One of the far reaching egregious misuses of U.S. military power is taking place in Yemen, the most impoverished and underdeveloped states in the Middle East, where a U.S.-engineered genocidal war carried out by Saudi Arabia and the United Arab Emirates UAE) has killed tens of thousands, creating the worst humanitarian crises in the world, where cholera and other preventable diseases are threatening the lives of millions. Haiti, the first Black Republic, established by enslaved Africans after a revolution against France (from 1791-1803), has been invaded and occupied by the U.S. on several occasions arresting its development, leaving the island-nation as being the most impoverished in the Western Hemisphere.

Today in the news we hear constant reports about the situation in the Bolivarian Republic of Venezuela, a socialist-oriented state in South America with a large African, indigenous and mixed-race population. Trump is threatening military intervention in Venezuela designed to topple the government of President Nicolas Maduro, a former bus driver and labor organizer.

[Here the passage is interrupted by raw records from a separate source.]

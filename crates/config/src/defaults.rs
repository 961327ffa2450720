/*
 * Copyright 2024 Fluence Labs Limited
 *
 * Licensed under the Apache License, Version 2.0 (the "License");
 * you may not use this file except in compliance with the License.
 * You may obtain a copy of the License at
 *
 *     http://www.apache.org/licenses/LICENSE-2.0
 *
 * Unless required by applicable law or agreed to in writing, software
 * distributed under the License is distributed on an "AS IS" BASIS,
 * WITHOUT WARRANTIES OR CONDITIONS OF ANY KIND, either express or implied.
 * See the License for the specific language governing permissions and
 * limitations under the License.
 */

use std::path::PathBuf;

use crate::unresolved_config::LogLevel;

pub(crate) fn default_log_level() -> LogLevel {
    LogLevel::Error
}

pub(crate) fn default_device_dir() -> PathBuf {
    PathBuf::from("/dev/cpu")
}

pub(crate) fn default_allowlist_path() -> PathBuf {
    PathBuf::from("./allowlist")
}
/*
 * Copyright 2024 Fluence Labs Limited
 *
 * Licensed under the Apache License, Version 2.0 (the "License");
 * you may not use this file except in compliance with the License.
 * You may obtain a copy of the License at
 *
 *     http://www.apache.org/licenses/LICENSE-2.0
 *
 * Unless required by applicable law or agreed to in writing, software
 * distributed under the License is distributed on an "AS IS" BASIS,
 * WITHOUT WARRANTIES OR CONDITIONS OF ANY KIND, either express or implied.
 * See the License for the specific language governing permissions and
 * limitations under the License.
 */


use msrbatch_msr::registers::SideRegisters;
use msrbatch_msr::CoreAccess;
use msrbatch_msr::MSRResult;

use crate::AuxSample;
use crate::RegisterOperation;

/// Runs operations of one logical core on the thread attached to that core.
pub(crate) struct CoreExecutor<'registers, C> {
    core: C,
    registers: &'registers SideRegisters,
}

impl<'registers, C: CoreAccess> CoreExecutor<'registers, C> {
    pub(crate) fn new(core: C, registers: &'registers SideRegisters) -> Self {
        Self { core, registers }
    }

    /// Executes operations in the given order. A failed operation gets its error
    /// recorded and the remaining operations still run.
    pub(crate) fn run<'op>(
        &mut self,
        operations: impl IntoIterator<Item = &'op mut RegisterOperation>,
    ) {
        let core_id = self.core.core_id();

        for operation in operations {
            debug_assert_eq!(operation.core_id(), core_id);

            operation.reset_outputs();
            if let Err(error) = self.execute(operation) {
                tracing::warn!(
                    "operation on register_id {:#x} at core id {core_id} failed: {error}",
                    operation.register_id()
                );
                operation.fail(error);
            }
        }
    }

    /// The first failed access stops the operation, steps after it are skipped.
    fn execute(&mut self, operation: &mut RegisterOperation) -> MSRResult<()> {
        let mode = operation.mode();
        let register_id = operation.register_id();

        if mode.samples.before_read {
            self.sample(operation, AuxSample::BeforeRead)?;
        }

        let read_value = self.core.read(register_id)?;
        operation.read_value = Some(read_value);

        let latest_value = if mode.poll {
            self.poll(operation, read_value)?
        } else {
            read_value
        };

        if mode.samples.after_poll {
            self.sample(operation, AuxSample::AfterPoll)?;
        }

        if mode.write {
            // the hardware write is issued even if the merged value equals the current one
            let committed = operation
                .write_mask()
                .commit(latest_value, operation.write_value);
            operation.write_value = committed;
            self.core.write(register_id, committed)?;
        }

        if mode.read_thermal_status {
            operation.thermal_status = Some(self.core.read(self.registers.thermal_status)?);
        }

        if mode.read_perf_status {
            operation.perf_status = Some(self.core.read(self.registers.perf_status)?);
        }

        if mode.read_instructions_retired {
            let instructions = self.core.read(self.registers.instructions_retired)?;
            operation.instructions_retired = Some(instructions);
        }

        if mode.samples.last {
            self.sample(operation, AuxSample::Last)?;
        }

        tracing::trace!(
            "operation on register_id {register_id:#x} at core id {} completed: read {read_value:#x}",
            operation.core_id()
        );

        Ok(())
    }

    /// Spins until the register differs from `baseline`. There is no bound on the number
    /// of iterations, polling a register which never changes blocks the core forever.
    fn poll(&mut self, operation: &mut RegisterOperation, baseline: u64) -> MSRResult<u64> {
        let register_id = operation.register_id();
        let sample_in_poll = operation.mode().samples.in_poll;

        loop {
            if sample_in_poll {
                self.sample(operation, AuxSample::InPoll)?;
            }

            let value = self.core.read(register_id)?;
            operation.poll_value = Some(value);
            if value != baseline {
                return Ok(value);
            }

            std::hint::spin_loop();
        }
    }

    fn sample(&mut self, operation: &mut RegisterOperation, point: AuxSample) -> MSRResult<()> {
        let value = self.core.read(self.registers.aux_counter)?;
        operation.aux_samples[point.slot()] = Some(value);
        Ok(())
    }
}
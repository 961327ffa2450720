/*
 * Copyright 2024 Fluence Labs Limited
 *
 * Licensed under the Apache License, Version 2.0 (the "License");
 * you may not use this file except in compliance with the License.
 * You may obtain a copy of the License at
 *
 *     http://www.apache.org/licenses/LICENSE-2.0
 *
 * Unless required by applicable law or agreed to in writing, software
 * distributed under the License is distributed on an "AS IS" BASIS,
 * WITHOUT WARRANTIES OR CONDITIONS OF ANY KIND, either express or implied.
 * See the License for the specific language governing permissions and
 * limitations under the License.
 */

#![warn(rust_2018_idioms)]
#![warn(rust_2021_compatibility)]
#![deny(
    dead_code,
    nonstandard_style,
    unused_imports,
    unused_mut,
    unused_variables,
    unused_unsafe,
    unreachable_patterns
)]

mod logging;
mod mock_msr;
pub mod test_values;

pub use logging::init_test_logging;
pub use mock_msr::Access;
pub use mock_msr::AccessKind;
pub use mock_msr::MockCore;
pub use mock_msr::MockMSR;
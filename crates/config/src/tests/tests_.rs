/*
 * Copyright 2024 Fluence Labs Limited
 *
 * Licensed under the Apache License, Version 2.0 (the "License");
 * you may not use this file except in compliance with the License.
 * You may obtain a copy of the License at
 *
 *     http://www.apache.org/licenses/LICENSE-2.0
 *
 * Unless required by applicable law or agreed to in writing, software
 * distributed under the License is distributed on an "AS IS" BASIS,
 * WITHOUT WARRANTIES OR CONDITIONS OF ANY KIND, either express or implied.
 * See the License for the specific language governing permissions and
 * limitations under the License.
 */

use std::io::Write;
use std::path::PathBuf;

use msrbatch_msr::registers::SideRegisters;
use msrbatch_msr::registers::IA32_APERF;
use msrbatch_msr::registers::IA32_TIME_STAMP_COUNTER;
use tracing_subscriber::filter::LevelFilter;

use crate::config_loader::load_config;
use crate::config_loader::load_config_with_env;
use crate::Device;
use crate::Logs;
use crate::MSRBatchConfig;

fn write_config(dir: &tempfile::TempDir, text: &str) -> PathBuf {
    let path = dir.path().join("config.toml");
    let mut file = std::fs::File::create(&path).unwrap();
    file.write_all(text.as_bytes()).unwrap();
    path
}

#[test]
fn parse_basic_config() {
    let mut manifest_path = PathBuf::from(env!("CARGO_MANIFEST_DIR"));
    manifest_path.push("src/tests/default.toml");

    let actual_config = load_config(manifest_path.as_os_str().to_str().unwrap()).unwrap();

    let mut config_dir = PathBuf::from(env!("CARGO_MANIFEST_DIR"));
    config_dir.push("src/tests");
    let expected_config = MSRBatchConfig {
        logs: Logs {
            log_level: LevelFilter::WARN,
        },
        device: Device {
            dir: "/tmp/msrbatch/cpu".into(),
        },
        allowlist_path: config_dir.join("allowlist"),
        registers: SideRegisters {
            aux_counter: IA32_APERF,
            instructions_retired: 777,
            ..SideRegisters::default()
        },
    };

    assert_eq!(actual_config, expected_config);
}

#[test]
fn empty_config_gets_defaults() {
    let dir = tempfile::tempdir().unwrap();
    let path = write_config(&dir, "");

    let config = load_config(path.to_str().unwrap()).unwrap();

    assert_eq!(config.logs, Logs::default());
    assert_eq!(config.device, Device::default());
    assert_eq!(config.device.dir, PathBuf::from("/dev/cpu"));
    assert_eq!(config.allowlist_path, dir.path().join("./allowlist"));
    assert_eq!(config.registers, SideRegisters::default());
}

#[test]
fn absolute_allowlist_path_is_kept() {
    let dir = tempfile::tempdir().unwrap();
    let path = write_config(
        &dir,
        "allowlist-path = \"/etc/msrbatch/allowlist\"\n[registers]\nthermal-status = \"0x10\"\n",
    );

    let config = load_config(path.to_str().unwrap()).unwrap();

    assert_eq!(config.allowlist_path, PathBuf::from("/etc/msrbatch/allowlist"));
    assert_eq!(config.registers.thermal_status, IA32_TIME_STAMP_COUNTER);
}

#[test]
fn invalid_register_is_rejected() {
    let dir = tempfile::tempdir().unwrap();
    let path = write_config(&dir, "[registers]\nperf-status = \"0xNOPE\"\n");

    let error = load_config(path.to_str().unwrap()).unwrap_err();

    assert!(format!("{error:?}").contains("registers.perf-status"));
}

#[test]
fn missing_config_is_an_error() {
    let dir = tempfile::tempdir().unwrap();
    let path = dir.path().join("absent.toml");

    assert!(load_config(path.to_str().unwrap()).is_err());
}

#[test]
fn environment_overrides_file() {
    let dir = tempfile::tempdir().unwrap();
    let path = write_config(
        &dir,
        "allowlist-path = \"allowlist\"\n[logs]\nlog-level = \"warn\"\n",
    );
    let vars = [
        ("MSRBATCH_ALLOWLIST_PATH", "/etc/msrbatch/allowlist"),
        ("MSRBATCH_LOGS__LOG_LEVEL", "debug"),
        ("MSRBATCH_REGISTERS__AUX_COUNTER", "0xE8"),
        ("MSRBATCH_DEVICE__DIR", "/tmp/cpu"),
        ("OTHER_LOGS__LOG_LEVEL", "trace"),
    ]
    .map(|(name, value)| (name.to_string(), value.to_string()));

    let config = load_config_with_env(path.to_str().unwrap(), vars).unwrap();

    assert_eq!(config.allowlist_path, PathBuf::from("/etc/msrbatch/allowlist"));
    assert_eq!(config.logs.log_level, LevelFilter::DEBUG);
    assert_eq!(config.registers.aux_counter, IA32_APERF);
    assert_eq!(config.device.dir, PathBuf::from("/tmp/cpu"));
}

#[test]
fn unrelated_variables_are_ignored() {
    let dir = tempfile::tempdir().unwrap();
    let path = write_config(&dir, "[logs]\nlog-level = \"info\"\n");
    let vars = [("MSRBATCHLOGS__LOG_LEVEL", "trace"), ("PATH", "/usr/bin")]
        .map(|(name, value)| (name.to_string(), value.to_string()));

    let config = load_config_with_env(path.to_str().unwrap(), vars).unwrap();

    assert_eq!(config.logs.log_level, LevelFilter::INFO);
}
/*
 * Copyright 2024 Fluence Labs Limited
 *
 * Licensed under the Apache License, Version 2.0 (the "License");
 * you may not use this file except in compliance with the License.
 * You may obtain a copy of the License at
 *
 *     http://www.apache.org/licenses/LICENSE-2.0
 *
 * Unless required by applicable law or agreed to in writing, software
 * distributed under the License is distributed on an "AS IS" BASIS,
 * WITHOUT WARRANTIES OR CONDITIONS OF ANY KIND, either express or implied.
 * See the License for the specific language governing permissions and
 * limitations under the License.
 */

use std::num::ParseIntError;
use std::path::PathBuf;

use thiserror::Error as ThisError;

#[derive(ThisError, Debug)]
pub enum BoundaryError {
    #[error("failed to read allowlist {path:?}: {io_error}")]
    AllowlistRead {
        path: PathBuf,
        io_error: std::io::Error,
    },

    #[error("allowlist line {line}: {reason}")]
    AllowlistSyntax { line: usize, reason: String },

    #[error("allowlist line {line}: register {register_id:#x} is already listed")]
    DuplicateAllowlistEntry { line: usize, register_id: u32 },

    #[error("request version {requested} is not supported, expected {supported}")]
    UnsupportedVersion { requested: u32, supported: u32 },

    #[error("operation #{index}: invalid {field}: {source}")]
    InvalidNumber {
        index: usize,
        field: &'static str,
        source: ParseIntError,
    },

    #[error("operation #{index}: unknown op flags {bits:#x}")]
    UnknownOpFlags { index: usize, bits: u16 },

    #[error("operation #{index}: register {register_id:#x} is not in the allowlist")]
    RegisterNotAllowed { index: usize, register_id: u32 },

    #[error("operation #{index}: register {register_id:#x} is read only")]
    WriteNotAllowed { index: usize, register_id: u32 },

    #[error("malformed request: {0}")]
    MalformedRequest(#[from] serde_json::Error),
}

impl BoundaryError {
    pub fn allowlist_read(path: impl Into<PathBuf>, io_error: std::io::Error) -> Self {
        Self::AllowlistRead {
            path: path.into(),
            io_error,
        }
    }

    pub fn allowlist_syntax(line: usize, reason: impl Into<String>) -> Self {
        Self::AllowlistSyntax {
            line,
            reason: reason.into(),
        }
    }

    pub fn invalid_number(index: usize, field: &'static str, source: ParseIntError) -> Self {
        Self::InvalidNumber {
            index,
            field,
            source,
        }
    }
}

Venezuela is reported to have the largest known reserves of petroleum in the world. The economic and political trajectory of the country over the last two decades has represented a direct challenge to the imperatives of U.S. foreign policy in Latin America. A war against Venezuela would be calamitous and could further damage the national economy along with that of the Bolivarian Republic and other nations.

What Can We Do?

These exorbitant military expenditures and interventions have not and will not help working people in the U.S. or around the world. This is why social unionism is important and should not only encompass the demands for greater organization of the workforce in the U.S. Our objective should be to look at the broader issues which rob workers of their social wages through runaway defense spending, costly foreign bases and failed wars of occupation and expropriation.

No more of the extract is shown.